CVXMOD is discontinued!

Unfortunately CVXMOD has not been developed since 2008. It is incomplete, somewhat buggy and not supported. Please instead try the replacement package CVXPY. Or, try CVXOPT if you are prepared to work at a lower level, CVX if you are ok with Matlab, or CVXGEN if you want small (but super high speed) QP solvers.

Two examples of CVXMOD in action appear below.

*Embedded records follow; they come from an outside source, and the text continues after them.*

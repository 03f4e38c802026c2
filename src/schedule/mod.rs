pub mod extract;
pub mod filter;
pub mod model;
pub mod window;

pub use extract::{
    Extraction, ExtractionEnd, StructuralError, StructuralErrorKind, extract_from_markup,
    extract_schedule,
};
pub use filter::apply_filter;
pub use model::{AnimeEvent, FilterList, Schedule, ScheduleDay, Window};
pub use window::{apply_window, suppress_if_first_day_empty};

/// Every available day, unfiltered. Backs the JSON endpoint.
pub fn full_schedule(markup: &str) -> Result<Extraction, StructuralError> {
    extract_from_markup(markup, Window::Full)
}

/// Extract, filter, window, then drop everything if the first day is empty.
pub fn widget_schedule(
    markup: &str,
    list: Option<&FilterList>,
    window: Window,
) -> Result<Extraction, StructuralError> {
    let extraction = extract_from_markup(markup, window)?;
    let schedule = apply_filter(extraction.schedule, list);
    let schedule = apply_window(schedule, window);
    Ok(Extraction {
        schedule: suppress_if_first_day_empty(schedule),
        end: extraction.end,
    })
}

#[cfg(test)]
mod tests {
    use super::*;
    use pretty_assertions::assert_eq;

    const FIXTURE: &str = include_str!("../../tests/fixtures/schedule.html");

    #[test]
    fn widget_defaults_to_the_first_day() {
        let extraction = widget_schedule(FIXTURE, None, Window::FirstDay).unwrap();
        assert_eq!(extraction.schedule.len(), 1);
        assert_eq!(extraction.schedule[0].events.len(), 3);
    }

    #[test]
    fn widget_full_keeps_days_up_to_the_placeholder() {
        let list = FilterList::new("watching", ["Dandadan", "Spy x Family"]);
        let extraction = widget_schedule(FIXTURE, Some(&list), Window::Full).unwrap();
        let titles: Vec<Vec<&str>> = extraction
            .schedule
            .iter()
            .map(|day| day.events.iter().map(|e| e.title.as_str()).collect())
            .collect();
        assert_eq!(titles, vec![vec!["Dandadan"], vec!["Spy x Family"]]);
    }

    #[test]
    fn widget_is_empty_when_first_day_filters_to_nothing() {
        let list = FilterList::new("monday-only", ["Spy x Family"]);
        let extraction = widget_schedule(FIXTURE, Some(&list), Window::Full).unwrap();
        assert!(extraction.schedule.is_empty());
    }

    #[test]
    fn full_schedule_is_not_suppressed() {
        let list = FilterList::new("monday-only", ["Spy x Family"]);
        let filtered = apply_filter(full_schedule(FIXTURE).unwrap().schedule, Some(&list));
        assert_eq!(filtered.len(), 2);
        assert!(filtered[0].events.is_empty());
    }
}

Solving an analytic centering problem
from cvxmod import *
from cvxmod.atoms import log

A = randn(50, 8)
b = rand(50, 1)
x = optvar('x', 8)

p = problem(maximize(sum(log(b - A*x))))
p.solve()

print value(min(b - A*x))
printval(x)
Solving a constrained norm minimization problem
from cvxmod import *
from cvxmod.atoms import norm1
from cvxmod.sets import probsimp

A = randn(10, 5)
b = randn(10, 1)
x = optvar('x', 5)

p = problem(minimize(norm1(A*x - b)), [x >= -0.5])
p.constr.append(x |In| probsimp(5))
p.solve()

print "Optimal problem value is %.4f." % p.value
printval(x)